---------- Given entries ----------

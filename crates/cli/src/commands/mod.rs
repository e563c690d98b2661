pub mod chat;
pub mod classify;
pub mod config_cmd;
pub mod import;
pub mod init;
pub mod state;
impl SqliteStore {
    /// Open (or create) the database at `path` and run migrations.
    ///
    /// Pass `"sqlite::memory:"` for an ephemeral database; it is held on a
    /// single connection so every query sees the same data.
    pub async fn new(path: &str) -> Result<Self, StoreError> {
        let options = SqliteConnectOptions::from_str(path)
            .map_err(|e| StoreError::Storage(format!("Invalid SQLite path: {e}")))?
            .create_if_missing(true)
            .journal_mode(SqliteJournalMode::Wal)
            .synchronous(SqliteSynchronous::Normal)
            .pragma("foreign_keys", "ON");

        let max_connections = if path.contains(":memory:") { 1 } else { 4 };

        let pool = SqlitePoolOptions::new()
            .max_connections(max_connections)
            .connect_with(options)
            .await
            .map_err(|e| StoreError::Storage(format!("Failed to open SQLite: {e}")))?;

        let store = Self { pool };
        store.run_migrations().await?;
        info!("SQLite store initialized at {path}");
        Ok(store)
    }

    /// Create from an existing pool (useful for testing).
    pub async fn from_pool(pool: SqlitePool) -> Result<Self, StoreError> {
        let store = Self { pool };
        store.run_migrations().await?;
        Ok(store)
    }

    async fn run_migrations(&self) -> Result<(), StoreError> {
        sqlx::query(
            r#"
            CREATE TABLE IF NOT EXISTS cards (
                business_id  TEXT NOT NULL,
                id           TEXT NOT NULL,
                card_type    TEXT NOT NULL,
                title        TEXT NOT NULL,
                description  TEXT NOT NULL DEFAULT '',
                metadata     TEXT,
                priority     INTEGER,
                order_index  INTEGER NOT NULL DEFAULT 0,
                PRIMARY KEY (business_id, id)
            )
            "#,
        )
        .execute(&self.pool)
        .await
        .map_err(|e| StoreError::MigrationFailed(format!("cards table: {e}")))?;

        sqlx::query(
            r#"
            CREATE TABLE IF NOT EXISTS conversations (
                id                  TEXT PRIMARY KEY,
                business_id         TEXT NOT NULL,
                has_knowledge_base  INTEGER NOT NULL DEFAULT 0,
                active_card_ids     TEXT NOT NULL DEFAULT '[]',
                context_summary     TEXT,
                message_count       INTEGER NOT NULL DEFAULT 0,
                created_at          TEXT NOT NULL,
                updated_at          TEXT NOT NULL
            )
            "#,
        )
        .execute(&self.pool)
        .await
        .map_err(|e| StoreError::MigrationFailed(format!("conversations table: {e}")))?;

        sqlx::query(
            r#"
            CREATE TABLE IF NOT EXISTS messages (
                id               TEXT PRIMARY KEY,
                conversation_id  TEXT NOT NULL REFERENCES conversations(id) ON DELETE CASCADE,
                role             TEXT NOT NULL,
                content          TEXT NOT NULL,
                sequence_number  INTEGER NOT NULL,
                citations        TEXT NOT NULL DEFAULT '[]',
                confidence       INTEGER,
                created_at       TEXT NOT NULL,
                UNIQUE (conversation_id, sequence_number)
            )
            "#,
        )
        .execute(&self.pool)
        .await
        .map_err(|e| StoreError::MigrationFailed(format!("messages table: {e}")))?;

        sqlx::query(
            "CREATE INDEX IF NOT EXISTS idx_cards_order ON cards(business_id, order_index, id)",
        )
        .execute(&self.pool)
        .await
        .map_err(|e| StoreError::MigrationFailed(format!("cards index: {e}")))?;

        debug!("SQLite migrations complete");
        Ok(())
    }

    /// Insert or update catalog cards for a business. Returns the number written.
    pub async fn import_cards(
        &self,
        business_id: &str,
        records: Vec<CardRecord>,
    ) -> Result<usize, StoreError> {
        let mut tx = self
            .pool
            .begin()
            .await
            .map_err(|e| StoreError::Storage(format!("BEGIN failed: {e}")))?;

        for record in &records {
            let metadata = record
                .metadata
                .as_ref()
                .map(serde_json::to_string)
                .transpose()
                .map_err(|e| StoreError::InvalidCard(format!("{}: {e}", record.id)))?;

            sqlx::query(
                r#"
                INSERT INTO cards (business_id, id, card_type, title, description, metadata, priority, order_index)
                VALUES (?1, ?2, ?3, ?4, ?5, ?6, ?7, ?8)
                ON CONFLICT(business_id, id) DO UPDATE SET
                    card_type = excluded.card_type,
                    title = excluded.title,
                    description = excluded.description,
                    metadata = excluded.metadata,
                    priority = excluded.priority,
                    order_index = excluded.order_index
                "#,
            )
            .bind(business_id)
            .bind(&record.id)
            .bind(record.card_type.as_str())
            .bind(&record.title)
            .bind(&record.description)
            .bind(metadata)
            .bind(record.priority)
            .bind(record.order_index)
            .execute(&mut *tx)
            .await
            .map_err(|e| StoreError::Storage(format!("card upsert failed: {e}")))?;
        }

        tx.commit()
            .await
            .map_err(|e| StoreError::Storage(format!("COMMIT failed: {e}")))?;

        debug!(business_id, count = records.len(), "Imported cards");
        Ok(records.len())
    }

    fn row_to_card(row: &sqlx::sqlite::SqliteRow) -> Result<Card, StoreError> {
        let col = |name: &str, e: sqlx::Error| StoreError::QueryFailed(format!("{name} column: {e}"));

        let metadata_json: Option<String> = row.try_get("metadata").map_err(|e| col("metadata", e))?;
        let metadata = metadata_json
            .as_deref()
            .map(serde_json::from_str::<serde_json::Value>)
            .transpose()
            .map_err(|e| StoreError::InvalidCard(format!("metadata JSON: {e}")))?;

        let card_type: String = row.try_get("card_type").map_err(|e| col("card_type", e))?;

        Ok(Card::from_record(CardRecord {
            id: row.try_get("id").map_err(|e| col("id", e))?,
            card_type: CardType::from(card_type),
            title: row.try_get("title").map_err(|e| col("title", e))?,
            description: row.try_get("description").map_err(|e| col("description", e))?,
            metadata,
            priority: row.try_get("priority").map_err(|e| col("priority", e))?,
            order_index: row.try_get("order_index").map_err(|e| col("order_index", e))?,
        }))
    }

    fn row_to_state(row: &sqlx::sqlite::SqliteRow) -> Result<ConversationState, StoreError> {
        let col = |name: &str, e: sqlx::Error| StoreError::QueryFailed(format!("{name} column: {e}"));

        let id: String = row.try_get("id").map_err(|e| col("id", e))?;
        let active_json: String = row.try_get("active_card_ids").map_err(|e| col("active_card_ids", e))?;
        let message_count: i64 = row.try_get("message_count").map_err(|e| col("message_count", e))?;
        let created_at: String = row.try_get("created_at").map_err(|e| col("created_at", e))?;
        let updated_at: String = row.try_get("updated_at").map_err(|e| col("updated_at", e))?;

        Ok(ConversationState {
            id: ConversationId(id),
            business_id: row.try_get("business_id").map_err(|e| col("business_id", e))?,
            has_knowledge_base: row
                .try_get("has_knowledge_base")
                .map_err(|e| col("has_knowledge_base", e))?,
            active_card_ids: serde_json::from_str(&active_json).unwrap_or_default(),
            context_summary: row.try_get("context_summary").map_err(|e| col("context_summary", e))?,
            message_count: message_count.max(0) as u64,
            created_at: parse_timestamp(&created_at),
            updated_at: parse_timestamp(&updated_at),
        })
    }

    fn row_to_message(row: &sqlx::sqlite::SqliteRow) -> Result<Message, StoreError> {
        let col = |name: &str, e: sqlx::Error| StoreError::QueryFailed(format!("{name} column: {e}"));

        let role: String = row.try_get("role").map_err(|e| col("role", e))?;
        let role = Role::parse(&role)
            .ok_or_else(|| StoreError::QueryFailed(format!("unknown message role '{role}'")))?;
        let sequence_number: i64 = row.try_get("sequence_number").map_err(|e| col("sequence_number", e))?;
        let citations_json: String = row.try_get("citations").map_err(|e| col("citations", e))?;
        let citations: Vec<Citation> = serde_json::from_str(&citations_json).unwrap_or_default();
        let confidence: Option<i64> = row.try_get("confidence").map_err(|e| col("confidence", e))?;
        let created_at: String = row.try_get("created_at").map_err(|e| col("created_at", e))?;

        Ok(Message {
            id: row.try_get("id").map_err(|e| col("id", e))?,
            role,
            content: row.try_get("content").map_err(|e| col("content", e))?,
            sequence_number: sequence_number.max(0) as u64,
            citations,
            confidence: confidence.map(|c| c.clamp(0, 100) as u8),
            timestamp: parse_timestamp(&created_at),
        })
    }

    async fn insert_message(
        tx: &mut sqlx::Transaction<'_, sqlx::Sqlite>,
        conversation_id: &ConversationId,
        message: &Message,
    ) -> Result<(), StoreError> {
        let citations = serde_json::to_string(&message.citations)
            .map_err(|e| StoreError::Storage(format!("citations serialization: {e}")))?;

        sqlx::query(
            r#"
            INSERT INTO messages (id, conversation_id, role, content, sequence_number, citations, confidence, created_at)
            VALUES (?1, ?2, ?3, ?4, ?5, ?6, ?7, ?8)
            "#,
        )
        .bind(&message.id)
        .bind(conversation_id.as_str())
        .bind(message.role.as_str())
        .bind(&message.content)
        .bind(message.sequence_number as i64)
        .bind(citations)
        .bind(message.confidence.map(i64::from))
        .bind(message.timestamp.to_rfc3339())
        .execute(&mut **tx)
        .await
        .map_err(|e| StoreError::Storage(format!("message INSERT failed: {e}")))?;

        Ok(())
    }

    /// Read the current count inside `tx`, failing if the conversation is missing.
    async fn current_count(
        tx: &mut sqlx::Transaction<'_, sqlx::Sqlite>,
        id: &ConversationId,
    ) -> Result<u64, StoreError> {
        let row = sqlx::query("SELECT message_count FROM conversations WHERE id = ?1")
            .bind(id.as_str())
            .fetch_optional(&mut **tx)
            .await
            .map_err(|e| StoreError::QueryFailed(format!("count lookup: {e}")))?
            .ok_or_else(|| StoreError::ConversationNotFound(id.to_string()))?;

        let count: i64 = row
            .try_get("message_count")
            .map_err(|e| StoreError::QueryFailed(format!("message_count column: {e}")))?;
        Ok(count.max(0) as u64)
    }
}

----------

#### Problem statement
Transcribe, exactly and without additions, the lines of the records above, beginning with the line that contains "fn row_to_card(row: &sqlx::sqlite::SqliteRow)" and ending with the line that contains "fn row_to_state(row: &sqlx::sqlite::SqliteRow)", both included.

#### Task answer
    fn row_to_card(row: &sqlx::sqlite::SqliteRow) -> Result<Card, StoreError> {
        let col = |name: &str, e: sqlx::Error| StoreError::QueryFailed(format!("{name} column: {e}"));

        let metadata_json: Option<String> = row.try_get("metadata").map_err(|e| col("metadata", e))?;
        let metadata = metadata_json
            .as_deref()
            .map(serde_json::from_str::<serde_json::Value>)
            .transpose()
            .map_err(|e| StoreError::InvalidCard(format!("metadata JSON: {e}")))?;

        let card_type: String = row.try_get("card_type").map_err(|e| col("card_type", e))?;

        Ok(Card::from_record(CardRecord {
            id: row.try_get("id").map_err(|e| col("id", e))?,
            card_type: CardType::from(card_type),
            title: row.try_get("title").map_err(|e| col("title", e))?,
            description: row.try_get("description").map_err(|e| col("description", e))?,
            metadata,
            priority: row.try_get("priority").map_err(|e| col("priority", e))?,
            order_index: row.try_get("order_index").map_err(|e| col("order_index", e))?,
        }))
    }

    fn row_to_state(row: &sqlx::sqlite::SqliteRow) -> Result<ConversationState, StoreError> {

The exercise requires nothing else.